Pytanie nadesłane do redakcji
Mam 29 lat. Od ponad 3 miesięcy mam problemy z jelitami - tak mi się wydaję. Czuję w brzuchu takie gniecenie, uwieranie, czasami pieczenie. Brzuch raczej mnie nie boli. Objawy zazwyczaj pojawiają sie po przebudzeniu, jak zaczynam o tym myśleć. Nie chudnę, nie gorączkuję. Test z apteki na krew utajoną jest ujemny. Dwa razy morfologia z on - wynik prawidłowy. Badanie krwi pod kątem Helicobacter - ujemny. USG jamy brzusznej nic nie wykazało. Stolec oddaję raz do dwóch razy dziennie, raczej z problemami. Zazwyczaj jest twardy i bobkowaty, czasami postrzępiony, nie brudzi papieru. Często mam uczucie, że mam dużo gazów w jelicie, ale nie mogę ich się „pozbyć”. Uprawiam dużo sportu i często podczas gry w kosza objawy ustępują albo są słabsze. Co ciekawe, po większej ilości spożytego alkoholu objawy ustępują. Piję siemię lniane, zażywam Tribux na pracę jelit, raz jest gorzej, raz lepiej. Zaznaczę, że od kilku lat choruję na nerwicę, która głównie dotykała mojego serca i często właśnie przy uprawianiu sportu zaczynałem panikować, że ciężko mi się oddycha itp. i dolegliwości te ustąpiły właśnie od momentu, kiedy zaczął mi tak dokuczać brzuch. Ucisk i dyskomfort występują praktycznie bez przerwy od 3 miesięcy z różnym nasileniem. Dolegliwości nie wpływają na mój sen. Mam też biały, a wcześniej biały z żółtym nalot na języku, byłem z tym u lekarza pierwszego kontaktu myśląc, że to grzybica, ale nic takiego nie stwierdził. Proszę o poradę
Odpowiedziała
dr n. med. Anna Mokrowiecka
specjalista chorób wewnętrznych
specjalista gastroenterolog
Oddział Kliniczny Gastroenterologii Ogólnej i Onkologicznej
Uniwersytecki Szpital Kliniczny UM w Łodzi
Opisane objawy mogą świadczyć o zespole jelita nadwrażliwego.
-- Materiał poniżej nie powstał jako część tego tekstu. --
//! Wire and on-disk formats: the dataset model, the upload formats we can
//! ingest, and the search specification.

use std::io::Read;

use flate2::read::GzDecoder;
use serde::{Deserialize, Serialize};
use tokio::fs::File;
use tokio::io::AsyncReadExt;

use crate::worker_error::{ErrorDetails, ErrorLayer, Result, WorkerError};

pub mod dataset;
pub mod jsonl;
pub mod newick;
pub mod search_spec;

pub use dataset::{Dataset, Extent, Mutation, Node, XAxis, YIndex};

/// Progress or failure notification sent while a dataset loads.
#[derive(Clone, Debug, Default, PartialEq, Serialize)]
pub struct StatusMessage {
    #[serde(skip_serializing_if = "Option::is_none")]
    pub message: Option<String>,
    #[serde(skip_serializing_if = "Option::is_none")]
    pub percentage: Option<u32>,
    #[serde(skip_serializing_if = "Option::is_none")]
    pub error: Option<String>,
}

impl StatusMessage {
    pub fn progress(message: &str, percentage: Option<u32>) -> StatusMessage {
        StatusMessage {
            message: Some(message.to_string()),
            percentage,
            error: None,
        }
    }

    pub fn failure(error: String) -> StatusMessage {
        StatusMessage {
            error: Some(error),
            ..Default::default()
        }
    }
}

pub type StatusReporter = dyn Fn(StatusMessage) + Send + Sync;

/// What the UI hands over when the user picks or links a file.  The content is
/// either inline text in `data` or a local file at `path`.
#[derive(Clone, Debug, Default, PartialEq, Serialize, Deserialize)]
pub struct UploadPayload {
    #[serde(default)]
    pub filename: Option<String>,
    #[serde(default)]
    pub filetype: Option<String>,
    #[serde(default)]
    pub data: Option<String>,
    #[serde(default)]
    pub path: Option<String>,
}

#[derive(Clone, Copy, Debug, PartialEq, Eq)]
pub enum UploadKind {
    TaxoniumJsonl,
    Newick,
}

impl UploadPayload {
    /// Classify the upload.  A filename mentioning `jsonl` wins over the
    /// declared filetype, matching how the UI names Taxonium files.
    pub fn kind(&self) -> Result<UploadKind> {
        let filename = self.filename.as_deref().ok_or_else(|| {
            WorkerError::IngestionProblem(ErrorDetails {
                layer: ErrorLayer::BadInput,
                message: "upload is missing a filename".to_string(),
            })
        })?;
        if filename.contains("jsonl") {
            Ok(UploadKind::TaxoniumJsonl)
        } else if self.filetype.as_deref() == Some("nwk") {
            Ok(UploadKind::Newick)
        } else {
            Err(WorkerError::UnsupportedFiletype(filename.to_string()))
        }
    }
}

fn is_gzipped(bytes: &[u8]) -> bool {
    bytes.starts_with(&[0x1f, 0x8b])
}

/// Fetch the upload's text, gunzipping file content when needed.
pub async fn read_upload_text(payload: &UploadPayload) -> Result<String> {
    if let Some(data) = &payload.data {
        return Ok(data.clone());
    }
    let path = payload.path.as_deref().ok_or_else(|| {
        WorkerError::IngestionProblem(ErrorDetails {
            layer: ErrorLayer::BadInput,
            message: "upload has neither inline data nor a path".to_string(),
        })
    })?;

    let mut f = File::open(path).await?;
    let mut buffer = Vec::new();
    f.read_to_end(&mut buffer).await?;

    if !is_gzipped(&buffer) {
        return String::from_utf8(buffer)
            .map_err(|err| WorkerError::bad_data(format!("{}: {}", path, err)));
    }

    // flate2's reader is synchronous, but by now the compressed bytes are all
    // in memory so this doesn't block on IO.
    let mut gz = GzDecoder::new(&buffer[..]);
    let mut raw_str = String::new();
    gz.read_to_string(&mut raw_str)?;
    Ok(raw_str)
}

/// Build a dataset from upload text.  CPU-bound; callers on the async runtime
/// should run this via `spawn_blocking`.
pub fn ingest_text(kind: UploadKind, text: &str, report: &StatusReporter) -> Result<Dataset> {
    match kind {
        UploadKind::TaxoniumJsonl => jsonl::ingest_jsonl(text, report),
        UploadKind::Newick => newick::ingest_newick(text, report),
    }
}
Jest to choroba z kręgu zaburzeń czynnościowych przewodu pokarmowego, często o charakterze psychosomatycznym, charakteryzująca się występowaniem dyskomfortu w jamie brzusznej z towarzyszącymi zaburzeniami rytmu oddawania stolca (zarówno zmiany konsystencji, jak i częstotliwości oddawania kału), przy braku wykrywalnych przyczyn organicznych.
Jelito nadwrażliwe nie powoduje żadnych poważnych powikłań, choć objawy często są uciążliwe i długotrwałe. Rozpoznanie to potwierdzają prawidłowe wyniki badań laboratoryjnych i obrazowych oraz brak objawów alarmowych, takich jak: chudnięcie i krwawienia z przewodu pokarmowego, objawy nocne.
W zespole jelita nadwrażliwego pomaga umiarkowana aktywność fizyczna, co także potwierdza się w opisanym przypadku.
Jeżeli także wywiad rodzinny w kierunku raka jelita grubego i innych chorób przewodu pokarmowego jest ujemny, nie ma potrzeby wykonywania badań endoskopowych.
W leczeniu jelita nadwrażliwego stosuje się odpowiednią dietę, leki rozkurczowe, wpływające na perystaltykę przewodu pokarmowego, ale także przeciwdepresyjne, w razie potrzeby antybiotyki. Przyjmowana w opisanym przypadku trimebutyna często jest bardzo skuteczna. W razie braku poprawy lekarz pomoże dobrać optymalną terapię, tak aby choroba jak najmniej obniżała jakość życia pacjenta. Być może w związku ze wspomnianą w opisie nerwicą, wskazana byłaby konsultacja psychiatryczna, celem dobrania najbardziej skutecznej terapii. Wskazane jest unikanie używek, choć alkohol, powodując przejściowe „rozluźnienie” może chwilowo pomagać. Potwierdzać to może psychosomatyczne tło dolegliwości.